Вскоре за мной прибежала другая монахиня: настоятельница упала без чувств в часовне, и ее перенесли в келью. Настоятельница посмотрела на меня своими страшными глазами. Она подняла руку и указала на распятий висевшее над кроватью, и ей принесли святые дары. Силы к ней не вернулись, она не произнесла ни единого слова, ее сердце билось все слабее, и было ясно, что конец близок. Весь день она лежала так с закрытыми глазами, с распятием на груди и четками в постепенно холодеющих руках. Раза два мне казалось, что ее сердце еще бьется, но потом я не мог уже различить ничего. Я смотрел на неподвижное жестокое лицо старой настоятельницы, которое и смерть не могла смягчить. Я даже не чувствовал какое-то облегчение при мысли, что ее глаза закрылись навсегда. Что-то в этих глазах меня пугало. Я взглянул на стоявшую рядом со мной сестру Урсулу.
— Я не могу здесь дольше оставаться, — сказал я, — я не спал с тех пор, как я здесь, у меня кружится голова, я сам не свой. Я больше не знаю, что я делаю, боюсь самого себя, боюсь тебя… боюсь…
Я не успел договорить, она не успела уклониться, как мои руки уже обняли ее, и я почувствовал бурное биение ее сердца рядом с моим.

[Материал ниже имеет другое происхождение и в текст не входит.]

#[derive(thiserror::Error, Debug, Clone, PartialEq, Eq)]
pub enum PathError {
    #[error("path is empty")]
    Empty,

    #[error("path escapes the project root: {0}")]
    EscapesRoot(String),

    #[error("path contains a forbidden character: {0}")]
    ForbiddenCharacter(String),

    #[error("path has a drive prefix: {0}")]
    DrivePrefix(String),

    #[error("invalid project id: {0}")]
    InvalidProjectId(String),
}
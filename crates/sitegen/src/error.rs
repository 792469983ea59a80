use axum::http::StatusCode;
use axum::response::{IntoResponse, Response};
use axum::Json;

#[derive(thiserror::Error, Debug, serde::Serialize)]
pub enum Error {
    #[error("{0}")]
    Validation(String),

    #[error("Completion request failed: {0}")]
    Upstream(String),

    #[error("Unable to decode model output: {0}")]
    Parse(String),

    #[error("{0}")]
    NotFound(String),

    #[error("Storage error: {0}")]
    Storage(String),

    #[error("IO error: {0}")]
    Io(String),
}

impl Error {
    pub fn status(&self) -> StatusCode {
        match self {
            Error::Validation(_) => StatusCode::BAD_REQUEST,
            Error::NotFound(_) => StatusCode::NOT_FOUND,
            Error::Upstream(_) | Error::Parse(_) | Error::Storage(_) | Error::Io(_) => {
                StatusCode::INTERNAL_SERVER_ERROR
            }
        }
    }

    pub fn file_not_found() -> Self {
        Error::NotFound("File not found".to_string())
    }
}

impl IntoResponse for Error {
    fn into_response(self) -> Response {
        let status = self.status();
        if status.is_server_error() {
            log::error!("{self}");
        }
        (status, Json(serde_json::json!({ "error": self.to_string() }))).into_response()
    }
}
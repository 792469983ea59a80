use serde::{Deserialize, Serialize};

/// A single file decoded from a model response.
///
/// The path is exactly what the model produced. It has not been validated yet;
/// see [`crate::project::ProjectPath`] for that.
#[derive(Debug, Clone, PartialEq, Eq, Serialize, Deserialize)]
pub struct FileEntry {
    pub path: String,
    pub content: String,
}

impl FileEntry {
    pub fn new(path: impl Into<String>, content: impl Into<String>) -> Self {
        Self {
            path: path.into(),
            content: content.into(),
        }
    }
}

/// How multi-file output is encoded inside a single completion.
#[derive(Debug, Clone, Copy, Default, PartialEq, Eq, Serialize, Deserialize)]
#[serde(rename_all = "lowercase")]
pub enum Strategy {
    /// `===PAGE: name.html===` sentinel lines, then HTML comment markers,
    /// then the whole text as `index.html`.
    #[default]
    Marker,
    /// A `{"files": [{"path", "content"}]}` JSON object.
    Envelope,
}

impl std::fmt::Display for Strategy {
    fn fmt(&self, f: &mut std::fmt::Formatter<'_>) -> std::fmt::Result {
        match self {
            Strategy::Marker => write!(f, "marker"),
            Strategy::Envelope => write!(f, "envelope"),
        }
    }
}

impl std::str::FromStr for Strategy {
    type Err = String;

    fn from_str(s: &str) -> Result<Self, Self::Err> {
        match s.trim().to_ascii_lowercase().as_str() {
            "marker" => Ok(Strategy::Marker),
            "envelope" | "json" => Ok(Strategy::Envelope),
            other => Err(format!(
                "Unknown extraction strategy '{other}' (expected 'marker' or 'envelope')"
            )),
        }
    }
}

#[derive(thiserror::Error, Debug, Clone, PartialEq, Eq)]
pub enum ExtractError {
    #[error("no JSON object could be recovered from the model output")]
    Unparseable,

    #[error("JSON output has no \"files\" array")]
    MissingFiles,
}
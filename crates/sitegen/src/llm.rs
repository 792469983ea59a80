use futures::future::BoxFuture;
use rig::client::CompletionClient;
use rig::completion::Prompt;
use rig::providers::openai;

use crate::error::Error;

/// A hosted completion API.
///
/// Object safe so the service context can hold any backend behind an `Arc`.
pub trait Completer: Send + Sync {
    /// Send one system + user prompt pair and return the raw model text.
    fn complete<'a>(&'a self, system: &'a str, prompt: &'a str)
        -> BoxFuture<'a, Result<String, Error>>;
}

#[derive(Debug, Clone, clap::Args)]
pub struct CompletionOptions {
    /// API key for the OpenAI compatible completion endpoint
    #[arg(long, env = "OPENAI_API_KEY", hide_env_values = true)]
    pub api_key: Option<String>,

    /// Model name used for generation
    #[arg(long, env = "SITEGEN_MODEL", default_value = "gpt-4o-mini")]
    pub model: String,

    /// Base URL of the completion API
    #[arg(long, env = "OPENAI_BASE_URL", default_value = "https://api.openai.com/v1")]
    pub base_url: String,
}

/// OpenAI backed [`Completer`] built on rig.
///
/// Talks to `/chat/completions` so any OpenAI compatible base URL works.
pub struct RigCompleter {
    client: openai::CompletionsClient,
    model: String,
}

impl RigCompleter {
    pub fn new(options: &CompletionOptions) -> color_eyre::Result<Self> {
        let api_key = options
            .api_key
            .as_deref()
            .filter(|key| !key.trim().is_empty())
            .ok_or_else(|| color_eyre::eyre::eyre!("OPENAI_API_KEY environment variable not set"))?;

        let client = openai::Client::builder()
            .api_key(api_key)
            .base_url(&options.base_url)
            .build()
            .map_err(|e| color_eyre::eyre::eyre!("Failed to create OpenAI client: {}", e))?
            .completions_api();

        Ok(Self {
            client,
            model: options.model.clone(),
        })
    }
}

impl Completer for RigCompleter {
    fn complete<'a>(
        &'a self,
        system: &'a str,
        prompt: &'a str,
    ) -> BoxFuture<'a, Result<String, Error>> {
        Box::pin(async move {
            let agent = self.client.agent(&self.model).preamble(system).build();

            log::debug!(
                "Sending completion request: model={}, prompt={} chars",
                self.model,
                prompt.len()
            );

            agent
                .prompt(prompt)
                .await
                .map_err(|e| Error::Upstream(e.to_string()))
        })
    }
}
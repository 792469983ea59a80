use serde::Serialize;

use super::error::PathError;

/// Opaque short token naming one generated project.
///
/// The same token names the project directory and its archive, so it is
/// restricted to characters that are safe as a single path segment.
#[derive(Debug, Clone, PartialEq, Eq, Hash, Serialize)]
#[serde(transparent)]
pub struct ProjectId(String);

impl ProjectId {
    /// Longest id accepted by [`ProjectId::parse`].
    pub const MAX_LEN: usize = 64;

    /// Build a 10 character id from random bytes.
    pub fn from_entropy(bytes: [u8; 5]) -> Self {
        Self(bytes.iter().map(|b| format!("{b:02x}")).collect())
    }

    /// Validate an id received from a client.
    pub fn parse(raw: &str) -> Result<Self, PathError> {
        let valid = !raw.is_empty()
            && raw.len() <= Self::MAX_LEN
            && raw
                .chars()
                .all(|c| c.is_ascii_alphanumeric() || c == '-' || c == '_');

        if valid {
            Ok(Self(raw.to_string()))
        } else {
            Err(PathError::InvalidProjectId(raw.to_string()))
        }
    }

    pub fn as_str(&self) -> &str {
        &self.0
    }

    /// Name of the archive stored next to the project directory.
    pub fn archive_name(&self) -> String {
        format!("{}.zip", self.0)
    }
}

impl std::fmt::Display for ProjectId {
    fn fmt(&self, f: &mut std::fmt::Formatter<'_>) -> std::fmt::Result {
        f.write_str(&self.0)
    }
}

impl AsRef<str> for ProjectId {
    fn as_ref(&self) -> &str {
        &self.0
    }
}
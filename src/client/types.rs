//! Wire and normalized types shared by both client generations.

use serde::{Deserialize, Serialize};
use serde_json::Value;

/// Normalized device identity, derived from `/shelly` (Gen1) or
/// `Shelly.GetDeviceInfo` (Gen2+).
#[derive(Debug, Clone, Serialize, Deserialize)]
pub struct DeviceInfo {
    /// Stable device id, e.g. `shelly1-aabbccddeeff` or `shellyplusht-08b61fcb7f3c`.
    pub id: String,
    pub mac: String,
    pub model: String,
    pub generation: u8,
    pub firmware: String,
    pub auth_enabled: bool,
    #[serde(skip_serializing_if = "Option::is_none")]
    pub name: Option<String>,
    #[serde(skip_serializing_if = "Option::is_none")]
    pub app: Option<String>,
}

/// Body of `GET /shelly`. Gen1 reports `type`; Gen2+ reports `id` and `gen`.
#[derive(Debug, Deserialize)]
pub struct ProbeIdentity {
    #[serde(rename = "type", default)]
    pub device_type: Option<String>,
    #[serde(default)]
    pub id: Option<String>,
    #[serde(default)]
    pub mac: Option<String>,
    #[serde(default)]
    pub gen: Option<u8>,
    #[serde(default)]
    pub model: Option<String>,
    #[serde(default)]
    pub name: Option<String>,
    #[serde(default)]
    pub auth: Option<bool>,
    #[serde(default)]
    pub auth_en: Option<bool>,
    #[serde(default)]
    pub fw: Option<String>,
    #[serde(default)]
    pub fw_id: Option<String>,
    #[serde(default)]
    pub ver: Option<String>,
}

impl ProbeIdentity {
    /// Gen1 devices may omit `gen` entirely.
    pub fn generation(&self) -> Option<u8> {
        match self.gen {
            Some(gen) => Some(gen),
            None if self.device_type.as_deref().is_some_and(|t| !t.is_empty()) => Some(1),
            None => None,
        }
    }

    pub fn firmware(&self) -> String {
        self.ver
            .clone()
            .or_else(|| self.fw.clone())
            .or_else(|| self.fw_id.clone())
            .unwrap_or_default()
    }
}

/// Gen2+ `Shelly.GetDeviceInfo` result.
#[derive(Debug, Deserialize)]
pub struct Gen2DeviceInfo {
    #[serde(default)]
    pub name: Option<String>,
    pub id: String,
    pub mac: String,
    #[serde(default)]
    pub model: String,
    pub gen: u8,
    #[serde(default)]
    pub fw_id: String,
    #[serde(default)]
    pub ver: String,
    #[serde(default)]
    pub app: Option<String>,
    #[serde(default)]
    pub auth_en: bool,
}

/// Point-in-time power metrics, normalized across generations.
#[derive(Debug, Clone, Default, Serialize, Deserialize)]
pub struct DeviceMetrics {
    #[serde(skip_serializing_if = "Option::is_none")]
    pub power_w: Option<f64>,
    #[serde(skip_serializing_if = "Option::is_none")]
    pub voltage_v: Option<f64>,
    #[serde(skip_serializing_if = "Option::is_none")]
    pub current_a: Option<f64>,
    #[serde(skip_serializing_if = "Option::is_none")]
    pub energy_total_wh: Option<f64>,
    #[serde(skip_serializing_if = "Option::is_none")]
    pub temperature_c: Option<f64>,
}

/// Per-channel energy counter.
#[derive(Debug, Clone, Default, Serialize, Deserialize)]
pub struct EnergyReading {
    pub channel: u32,
    #[serde(skip_serializing_if = "Option::is_none")]
    pub power_w: Option<f64>,
    pub total_wh: f64,
    #[serde(skip_serializing_if = "Option::is_none")]
    pub timestamp: Option<i64>,
}

#[derive(Debug, Clone, Default, Serialize, Deserialize)]
pub struct UpdateInfo {
    pub has_update: bool,
    #[serde(skip_serializing_if = "Option::is_none")]
    pub current_version: Option<String>,
    #[serde(skip_serializing_if = "Option::is_none")]
    pub new_version: Option<String>,
}

// ── JSON-RPC envelope (Gen2+) ───────────────────────────

#[derive(Debug, Serialize)]
pub struct RpcRequest<'a> {
    pub id: i64,
    pub method: &'a str,
    #[serde(skip_serializing_if = "Option::is_none")]
    pub params: Option<Value>,
}

#[derive(Debug, Deserialize)]
pub struct RpcResponse {
    pub id: i64,
    #[serde(default)]
    pub result: Option<Value>,
    #[serde(default)]
    pub error: Option<RpcError>,
}

#[derive(Debug, Deserialize)]
pub struct RpcError {
    pub code: i64,
    pub message: String,
}

#[cfg(test)]
mod tests {
    use super::*;

    #[test]
    fn test_probe_identity_gen1_without_gen_field() {
        let body = r#"{"type":"SHSW-25","mac":"AABBCCDDEEFF","auth":false,"fw":"20230913-112003"}"#;
        let probe: ProbeIdentity = serde_json::from_str(body).unwrap();
        assert_eq!(probe.generation(), Some(1));
        assert_eq!(probe.firmware(), "20230913-112003");
    }

    #[test]
    fn test_probe_identity_gen2() {
        let body = r#"{"id":"shellyplus1-a8032ab12cd4","mac":"A8032AB12CD4","gen":2,"ver":"1.0.3"}"#;
        let probe: ProbeIdentity = serde_json::from_str(body).unwrap();
        assert_eq!(probe.generation(), Some(2));
        assert_eq!(probe.firmware(), "1.0.3");
    }

    #[test]
    fn test_probe_identity_unknown() {
        let probe: ProbeIdentity = serde_json::from_str("{}").unwrap();
        assert_eq!(probe.generation(), None);
    }

    #[test]
    fn test_rpc_response_error_arm() {
        let body = r#"{"id":3,"error":{"code":401,"message":"Unauthorized"}}"#;
        let resp: RpcResponse = serde_json::from_str(body).unwrap();
        assert!(resp.result.is_none());
        assert_eq!(resp.error.as_ref().unwrap().code, 401);
    }
}
//! Notification dispatch.
//!
//! Rules map event types to channels. Webhooks deliver via HTTP POST;
//! email and slack channels are recorded for an external sink to drain.
//! Every attempt lands in the notification_events audit table.

use std::sync::Arc;

use chrono::Utc;
use serde_json::{json, Value};

use crate::model::{ChannelKind, DriftSeverity, NotificationEvent};
use crate::store::SharedStore;

pub struct Notifier {
    store: SharedStore,
    http: reqwest::Client,
}

impl Notifier {
    pub fn new(store: SharedStore) -> Arc<Self> {
        let http = reqwest::Client::builder()
            .timeout(std::time::Duration::from_secs(10))
            .build()
            .unwrap_or_else(|_| reqwest::Client::new());
        Arc::new(Self { store, http })
    }

    /// Fan an event out to every enabled rule matching its type. Failures
    /// are recorded, never propagated; notification must not break the
    /// operation that triggered it.
    pub async fn dispatch(&self, event_type: &str, payload: Value, severity: Option<DriftSeverity>) {
        let rules = match self.store.rules_for_event(event_type) {
            Ok(rules) => rules,
            Err(e) => {
                tracing::warn!(event_type, error = %e, "could not load notification rules");
                return;
            }
        };

        for rule in rules {
            if let (Some(min), Some(actual)) = (rule.min_severity, severity) {
                // Severity orders security (highest) before cosmetic.
                if actual > min {
                    continue;
                }
            }
            let channel = match self.store.get_channel(rule.channel_id) {
                Ok(c) if c.enabled => c,
                Ok(_) => continue,
                Err(e) => {
                    tracing::warn!(rule = rule.id, error = %e, "notification channel missing");
                    continue;
                }
            };

            let (success, error) = match channel.kind {
                ChannelKind::Webhook => self.deliver_webhook(&channel.settings, &payload).await,
                // Recorded only; delivery is an external sink's job.
                ChannelKind::Email | ChannelKind::Slack => (true, None),
            };

            if let Some(err) = &error {
                tracing::warn!(
                    channel = %channel.name,
                    event_type,
                    error = %err,
                    "notification delivery failed"
                );
            }
            let event = NotificationEvent {
                id: 0,
                rule_id: Some(rule.id),
                channel_id: channel.id,
                event_type: event_type.to_string(),
                payload: payload.clone(),
                success,
                error,
                created_at: Utc::now(),
            };
            if let Err(e) = self.store.append_notification_event(&event) {
                tracing::warn!(error = %e, "could not record notification event");
            }
        }
    }

    async fn deliver_webhook(&self, settings: &Value, payload: &Value) -> (bool, Option<String>) {
        let Some(url) = settings.get("url").and_then(Value::as_str) else {
            return (false, Some("webhook channel has no url".to_string()));
        };
        let body = json!({
            "payload": payload,
            "sent_at": Utc::now().to_rfc3339(),
        });
        match self.http.post(url).json(&body).send().await {
            Ok(resp) if resp.status().is_success() => (true, None),
            Ok(resp) => (false, Some(format!("webhook returned HTTP {}", resp.status()))),
            Err(e) => (false, Some(e.to_string())),
        }
    }
}

#[cfg(test)]
mod tests {
    use super::*;
    use crate::store::Provider;
    use crate::model::{NotificationChannel, NotificationRule};
    use crate::store::SqliteProvider;
    use wiremock::matchers::{method, path};
    use wiremock::{Mock, MockServer, ResponseTemplate};

    fn store() -> SharedStore {
        let provider = SqliteProvider::open_in_memory().unwrap();
        provider.migrate().unwrap();
        Arc::new(provider)
    }

    fn wire(store: &SharedStore, url: &str, event_type: &str, min: Option<DriftSeverity>) {
        let channel = store
            .insert_channel(&NotificationChannel {
                id: 0,
                name: "hook".into(),
                kind: ChannelKind::Webhook,
                settings: json!({"url": url}),
                enabled: true,
                created_at: Utc::now(),
            })
            .unwrap();
        store
            .insert_rule(&NotificationRule {
                id: 0,
                name: "r".into(),
                event_type: event_type.into(),
                channel_id: channel.id,
                min_severity: min,
                enabled: true,
                created_at: Utc::now(),
            })
            .unwrap();
    }

    #[tokio::test]
    async fn test_webhook_delivery_recorded() {
        let server = MockServer::start().await;
        Mock::given(method("POST"))
            .and(path("/hook"))
            .respond_with(ResponseTemplate::new(200))
            .expect(1)
            .mount(&server)
            .await;

        let store = store();
        wire(&store, &format!("{}/hook", server.uri()), "drift.detected", None);

        let notifier = Notifier::new(store.clone());
        notifier.dispatch("drift.detected", json!({"device_id": 1}), None).await;

        let events = store.list_notification_events(10).unwrap();
        assert_eq!(events.len(), 1);
        assert!(events[0].success);
    }

    #[tokio::test]
    async fn test_failed_webhook_recorded_as_failure() {
        let server = MockServer::start().await;
        Mock::given(method("POST"))
            .and(path("/hook"))
            .respond_with(ResponseTemplate::new(500))
            .mount(&server)
            .await;

        let store = store();
        wire(&store, &format!("{}/hook", server.uri()), "drift.detected", None);

        let notifier = Notifier::new(store.clone());
        notifier.dispatch("drift.detected", json!({}), None).await;

        let events = store.list_notification_events(10).unwrap();
        assert_eq!(events.len(), 1);
        assert!(!events[0].success);
        assert!(events[0].error.as_deref().unwrap().contains("500"));
    }

    #[tokio::test]
    async fn test_min_severity_filters() {
        let server = MockServer::start().await;
        let store = store();
        wire(
            &store,
            &format!("{}/hook", server.uri()),
            "drift.detected",
            Some(DriftSeverity::Network),
        );

        let notifier = Notifier::new(store.clone());
        // Cosmetic is below the network threshold: no event.
        notifier
            .dispatch("drift.detected", json!({}), Some(DriftSeverity::Cosmetic))
            .await;
        assert!(store.list_notification_events(10).unwrap().is_empty());

        // Security clears it.
        Mock::given(method("POST"))
            .and(path("/hook"))
            .respond_with(ResponseTemplate::new(200))
            .mount(&server)
            .await;
        notifier
            .dispatch("drift.detected", json!({}), Some(DriftSeverity::Security))
            .await;
        assert_eq!(store.list_notification_events(10).unwrap().len(), 1);
    }

    #[tokio::test]
    async fn test_unmatched_event_type_is_noop() {
        let store = store();
        let notifier = Notifier::new(store.clone());
        notifier.dispatch("import.completed", json!({}), None).await;
        assert!(store.list_notification_events(10).unwrap().is_empty());
    }
}
#[cfg(test)]
mod tests {
    use super::*;
    use crate::store::Provider;
    use crate::client::ClientOptions;
    use crate::model::NewDevice;
    use crate::store::SqliteProvider;
    use wiremock::matchers::{method, path};
    use wiremock::{Mock, MockServer, ResponseTemplate};

    fn scheduler_with_store() -> (Arc<DriftScheduler>, SharedStore) {
        let provider = SqliteProvider::open_in_memory().unwrap();
        provider.migrate().unwrap();
        let store: SharedStore = Arc::new(provider);
        let factory = Arc::new(ClientFactory::new(ClientOptions {
            attempts: 1,
            timeout: Duration::from_secs(1),
            ..Default::default()
        }));
        let notifier = Notifier::new(store.clone());
        (DriftScheduler::new(store.clone(), factory, notifier, 4), store)
    }

    #[test]
    fn test_parse_cron_five_fields() {
        let schedule = parse_cron("*/5 * * * *").unwrap();
        assert!(schedule.upcoming(Utc).next().is_some());
        assert!(parse_cron("not a cron").is_err());
        assert!(parse_cron("* * *").is_err());
    }

    #[test]
    fn test_next_occurrence_in_future() {
        let next = next_occurrence("0 0 * * *").unwrap();
        assert!(next > Utc::now());
    }

    #[test]
    fn test_select_devices_variants() {
        let (scheduler, store) = scheduler_with_store();
        let a = store
            .insert_device(&NewDevice { mac: "AA".into(), ip: "10.0.0.1".into(), ..Default::default() })
            .unwrap();
        let b = store
            .insert_device(&NewDevice { mac: "BB".into(), ip: "10.0.0.2".into(), ..Default::default() })
            .unwrap();
        store.add_device_tag(b.id, "lab").unwrap();

        assert_eq!(scheduler.select_devices("all").unwrap().len(), 2);
        let picked = scheduler.select_devices(&format!("device:{}", a.id)).unwrap();
        assert_eq!(picked.len(), 1);
        assert_eq!(picked[0].mac, "AA");
        let tagged = scheduler.select_devices("tag:lab").unwrap();
        assert_eq!(tagged.len(), 1);
        assert_eq!(tagged[0].mac, "BB");
        assert!(scheduler.select_devices("bogus:x").is_err());
    }

    #[tokio::test]
    async fn test_detect_skips_devices_without_desired_config() {
        let (scheduler, store) = scheduler_with_store();
        let device = store
            .insert_device(&NewDevice { mac: "AA".into(), ip: "10.0.0.1".into(), ..Default::default() })
            .unwrap();
        let result = scheduler.detect_device(&device, None).await.unwrap();
        assert!(result.is_none());
    }

    #[tokio::test]
    async fn test_device_failure_recorded_in_report() {
        let (scheduler, store) = scheduler_with_store();
        let device = store
            .insert_device(&NewDevice {
                // Unroutable: detection must fail and land in the report.
                mac: "AA".into(),
                ip: "127.0.0.1:1".into(),
                ..Default::default()
            })
            .unwrap();
        store
            .set_desired_config(device.id, &serde_json::json!({"wifi": {"ssid": "lab"}}))
            .unwrap();
        let device = store.get_device(device.id).unwrap();

        let report = scheduler.detect_device(&device, None).await.unwrap().unwrap();
        assert!(report.error.is_some());
        assert!(report.entries.is_empty());
        assert_eq!(store.list_drift_reports(Some(device.id), true, 10).unwrap().len(), 1);
    }

    #[tokio::test]
    async fn test_schedule_run_produces_reports_and_updates_runs() {
        let server = MockServer::start().await;
        // The factory probes generation first, then fetches config.
        Mock::given(method("GET"))
            .and(path("/rpc/Shelly.GetDeviceInfo"))
            .respond_with(ResponseTemplate::new(200).set_body_raw(
                r#"{"id":"shellyplus1-aa","mac":"AA","gen":2}"#,
                "application/json",
            ))
            .mount(&server)
            .await;
        Mock::given(method("POST"))
            .and(path("/rpc"))
            .respond_with(ResponseTemplate::new(200).set_body_raw(
                r#"{"id":1,"result":{"wifi":{"sta":{"ssid":"guest"}}}}"#,
                "application/json",
            ))
            .mount(&server)
            .await;

        let (scheduler, store) = scheduler_with_store();
        let authority = server.uri().trim_start_matches("http://").to_string();
        let device = store
            .insert_device(&NewDevice { mac: "AA".into(), ip: authority, ..Default::default() })
            .unwrap();
        store
            .set_desired_config(device.id, &serde_json::json!({"wifi": {"sta": {"ssid": "lab"}}}))
            .unwrap();

        let schedule = store
            .insert_drift_schedule(&DriftSchedule {
                id: 0,
                name: "nightly".into(),
                cron: "0 3 * * *".into(),
                selector: "all".into(),
                enabled: true,
                last_run: None,
                next_run: None,
                created_at: Utc::now(),
                updated_at: Utc::now(),
            })
            .unwrap();

        let summary = scheduler.run_schedule(&schedule).await.unwrap();
        assert_eq!(summary.devices_checked, 1);
        assert_eq!(summary.devices_drifted, 1);
        assert_eq!(summary.errors, 0);

        let updated = store.get_drift_schedule(schedule.id).unwrap();
        assert!(updated.last_run.is_some());
        assert!(updated.next_run.is_some());
        assert!(updated.next_run.unwrap() > Utc::now());

        let reports = store.list_drift_reports(Some(device.id), true, 10).unwrap();
        assert_eq!(reports.len(), 1);
        assert_eq!(reports[0].entries.len(), 1);
        assert_eq!(reports[0].entries[0].path, "wifi.sta.ssid");
    }
}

— Pieta![61] — прошептала она.
Вдруг она указала рукой на кровать и с криком ужаса выбежала из комнаты. Прямо на меня смотрели глаз настоятельницы — широко открытые, грозные, страшные. Я наклонился, и мне показалось, что я слышу слабое трепетание сердца. Умерла она или еще жива? Могли эти ужасные глаза видеть, видели ли они? Заговорят ли вновь эти уста? Я не осмелился еще раз взглянуть на нее и, прикрыв ее лицо простыней, выбежал из кельи и покинул монастырь Сепольте-Виве, чтобы никогда больше туда не возвращаться.
На следующий день я упал в обморок на Страда-Пильеро. Когда я пришел в себя, я лежал в повозке, а на заднем сидении сидел перепуганный полицейский. Мы ехали в Санта-Маддалена, холерную больницу.
Вдругом месте я рассказал о том, как закончилась эта поездка, как три недели спустя мое пребывание в Неаполе завершилось чудесной прогулкой по заливу на лучшей парусной лодке во всем Сорренто в обществе десяти каприйских рыбаков и как мы целый день простояли на рейде у берегов Капри и не могли высадиться из-за карантина.
В «Письмах из скорбного города» я, разумеется, ни словом не упомянул о том, что произошло в монастыре Сепольте-Виве. Я не посмел рассказать об этом кому бы то нибыло — даже моему старому другу доктору Норстрему, летописцу большинства грехов моей юности. Воспоминание о моем постыдном поведении преследовало меня долгие годы. И чем чаще я о нем думал, тем более непостижимым оно мне казалось. Что со мной случилось? Какая неведомая сила заставила меня потерять власть над моими чувствами, хотя и сильными, но обычно менее сильными, чем рассудок. Я не был в Неаполе новичком и не раз уже смеялся и болтал с пламенными девушками юга. На Капри летними вечерами я танцевал с ними тарантеллу. В худшем случае я мог сорвать у них поцелуй-другой, но я всегда оставался капитаном корабля, который легко подавляет любую попытку мятежа. В студенческие годы, проведенные в Латинском квартале, я едва не влюбился в сестру Филомену, прекрасную молодую палате в палате Святой Клары, но осмелился только протянуть ей руку в тот день, когда покидал больницу навсегда, и она даже не пожала моей руки. А здесь, в Неаполе, я готов был обнять первую встречную девушку, и несомненно сделал бы это, если бы не упал в обморок на Страда-Пильеро в тот самый день, когда поцеловал монахиню у смертного одра ее настоятельницы.